For unicorns, how much does the route to going public really matter?

On a recent episode of TechCrunch’s Equity podcast, hosts Natasha Mascarenhas and Alex Wilhelm invited Yext CFO Steve Cakebread and Latch CFO Garth Mitchell on to discuss when companies should go public, the costs and benefits of the process, and when a SPAC can make sense. Yext pursued a traditional IPO a few years back; Latch is now going public via a blank-check company combination.

The chat was more than illustrative, as we got to hear two CFOs share their views on delayed public offerings and when different types of debuts can make the most sense. While the TechCrunch crew has, at times, made light of certain SPAC-led deals, the pair argued that the transactions can make good sense.

Undergirding the conversation was Cakebread’s recent IPO-focused book, which not only posited that companies going public earlier rather than later is good for their internal operations but also because it can provide the public with a chance to participate in a company’s success.
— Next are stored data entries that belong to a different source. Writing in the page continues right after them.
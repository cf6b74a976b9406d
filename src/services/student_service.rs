// src/services/student_service.rs
use crate::{
    error::AppResult,
    models::student::{NewStudent, Student, StudentPatch},
    services::records::{self, now_iso},
    store::KvStore,
};

pub const STUDENTS_PATH: &str = "students";

fn non_empty(value: Option<String>) -> Option<String> {
    value.map(|v| v.trim().to_string()).filter(|v| !v.is_empty())
}

/// Cria um aluno. `name` é obrigatório.
pub async fn create_student(store: &dyn KvStore, input: NewStudent) -> AppResult<Student> {
    let name = records::required(input.name, "name")?;
    let now = now_iso();
    let student = Student {
        id: uuid::Uuid::new_v4().to_string(),
        name,
        email: non_empty(input.email),
        phone: non_empty(input.phone),
        student_id: non_empty(input.student_id),
        created_at: Some(now.clone()),
        updated_at: Some(now),
    };

    records::insert(store, &format!("{}/{}", STUDENTS_PATH, student.id), &student).await?;
    tracing::info!("✅ Aluno criado: {} ({})", student.name, student.id);
    Ok(student)
}

pub async fn find_student_by_id(store: &dyn KvStore, id: &str) -> AppResult<Option<Student>> {
    records::fetch(store, &records::record_path(STUDENTS_PATH, id)?).await
}

/// Procura pelo número de matrícula (leitura da coleção inteira, sem índice).
pub async fn find_student_by_student_id(store: &dyn KvStore, student_id: &str) -> AppResult<Option<Student>> {
    let students = list_students(store).await?;
    Ok(students
        .into_iter()
        .find(|s| s.student_id.as_deref() == Some(student_id)))
}

/// Lista de alunos ordenada por nome.
pub async fn list_students(store: &dyn KvStore) -> AppResult<Vec<Student>> {
    let mut students: Vec<Student> = records::fetch_all(store, STUDENTS_PATH).await?;
    students.sort_by(|a, b| a.name.to_lowercase().cmp(&b.name.to_lowercase()));
    Ok(students)
}

pub async fn update_student(store: &dyn KvStore, id: &str, patch: &StudentPatch) -> AppResult<Option<Student>> {
    let updated = records::merge(store, &records::record_path(STUDENTS_PATH, id)?, patch).await?;
    if updated.is_some() {
        tracing::info!("✅ Aluno atualizado: {}", id);
    }
    Ok(updated)
}

pub async fn delete_student(store: &dyn KvStore, id: &str) -> AppResult<bool> {
    let deleted = records::remove(store, &records::record_path(STUDENTS_PATH, id)?).await?;
    if deleted {
        tracing::info!("🗑️ Aluno apagado: {}", id);
    }
    Ok(deleted)
}

/// Cria o aluno na primeira leitura de QR ou atualiza os contactos nas seguintes.
/// Contactos em falta no pedido mantêm os valores guardados.
pub async fn upsert_from_scan(
    store: &dyn KvStore,
    student_id: &str,
    name: Option<&str>,
    email: Option<&str>,
    phone: Option<&str>,
) -> AppResult<Student> {
    match find_student_by_student_id(store, student_id).await? {
        Some(existing) => {
            let patch = StudentPatch {
                name: name.map(str::to_string),
                email: email.map(str::to_string),
                phone: phone.map(str::to_string),
                student_id: None,
            };
            let updated = update_student(store, &existing.id, &patch).await?;
            Ok(updated.unwrap_or(existing))
        }
        None => {
            let input = NewStudent {
                // Sem nome, o número de matrícula serve de nome.
                name: Some(name.unwrap_or(student_id).to_string()),
                email: email.map(str::to_string),
                phone: phone.map(str::to_string),
                student_id: Some(student_id.to_string()),
            };
            create_student(store, input).await
        }
    }
}

#[cfg(test)]
mod tests {
    use super::*;
    use crate::{error::AppError, store::SqliteStore};

    #[tokio::test]
    async fn create_then_get_round_trips_fields() {
        let store = SqliteStore::in_memory().await.unwrap();
        let created = create_student(
            &store,
            NewStudent {
                name: Some("Ana".into()),
                email: Some("ana@x.com".into()),
                phone: Some("+351 900".into()),
                student_id: Some("2024001".into()),
            },
        )
        .await
        .unwrap();

        let fetched = find_student_by_id(&store, &created.id).await.unwrap().unwrap();
        assert_eq!(fetched, created);
        assert_eq!(fetched.student_id.as_deref(), Some("2024001"));
        assert!(fetched.created_at.is_some());
    }

    #[tokio::test]
    async fn create_requires_name() {
        let store = SqliteStore::in_memory().await.unwrap();
        let err = create_student(&store, NewStudent::default()).await.unwrap_err();
        assert!(matches!(err, AppError::Validation(_)));
    }

    #[tokio::test]
    async fn update_and_delete_signal_missing_ids() {
        let store = SqliteStore::in_memory().await.unwrap();
        assert!(update_student(&store, "nope", &StudentPatch::default()).await.unwrap().is_none());
        assert!(!delete_student(&store, "nope").await.unwrap());
    }

    #[tokio::test]
    async fn update_is_shallow_merge_with_new_timestamp() {
        let store = SqliteStore::in_memory().await.unwrap();
        let created = create_student(
            &store,
            NewStudent {
                name: Some("Ana".into()),
                email: Some("ana@x.com".into()),
                ..Default::default()
            },
        )
        .await
        .unwrap();

        let patch = StudentPatch {
            phone: Some("123".into()),
            ..Default::default()
        };
        let updated = update_student(&store, &created.id, &patch).await.unwrap().unwrap();
        assert_eq!(updated.name, "Ana");
        assert_eq!(updated.email.as_deref(), Some("ana@x.com"));
        assert_eq!(updated.phone.as_deref(), Some("123"));
        assert_eq!(updated.created_at, created.created_at);
        assert!(updated.updated_at >= created.updated_at);
    }

    #[tokio::test]
    async fn upsert_creates_once_then_merges_contacts() {
        let store = SqliteStore::in_memory().await.unwrap();
        let first = upsert_from_scan(&store, "S1", Some("Ana"), Some("a@x"), None).await.unwrap();
        let second = upsert_from_scan(&store, "S1", Some("Ana Maria"), None, Some("999")).await.unwrap();

        assert_eq!(first.id, second.id);
        assert_eq!(second.name, "Ana Maria");
        assert_eq!(second.email.as_deref(), Some("a@x"));
        assert_eq!(second.phone.as_deref(), Some("999"));
        assert_eq!(list_students(&store).await.unwrap().len(), 1);
    }
}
In today’s hypercharged private markets and frothy public domain, his argument is worth considering.

What follows is the recap for those who prefer the written word, but we’ve also embedded the entire episode below.

What the CFOs say

Cakebread said he began shaping his ideas around IPOs while working at Salesforce alongside CEO Mark Benioff while they were mulling whether to take the company public.

“What we started to realize was [that] it makes you more efficient; it forces you to put systems in place; it makes you run a business as opposed to just keep getting money from people to keep growing the business,” he said. “And so from the business angle … it was always about discipline and running a business and getting going.”

As Cakebread examined other companies and served on boards, his ideas evolved. He noted that the number of listed companies on the exchanges has dropped by 50% over the last decade or so. That’s a problem.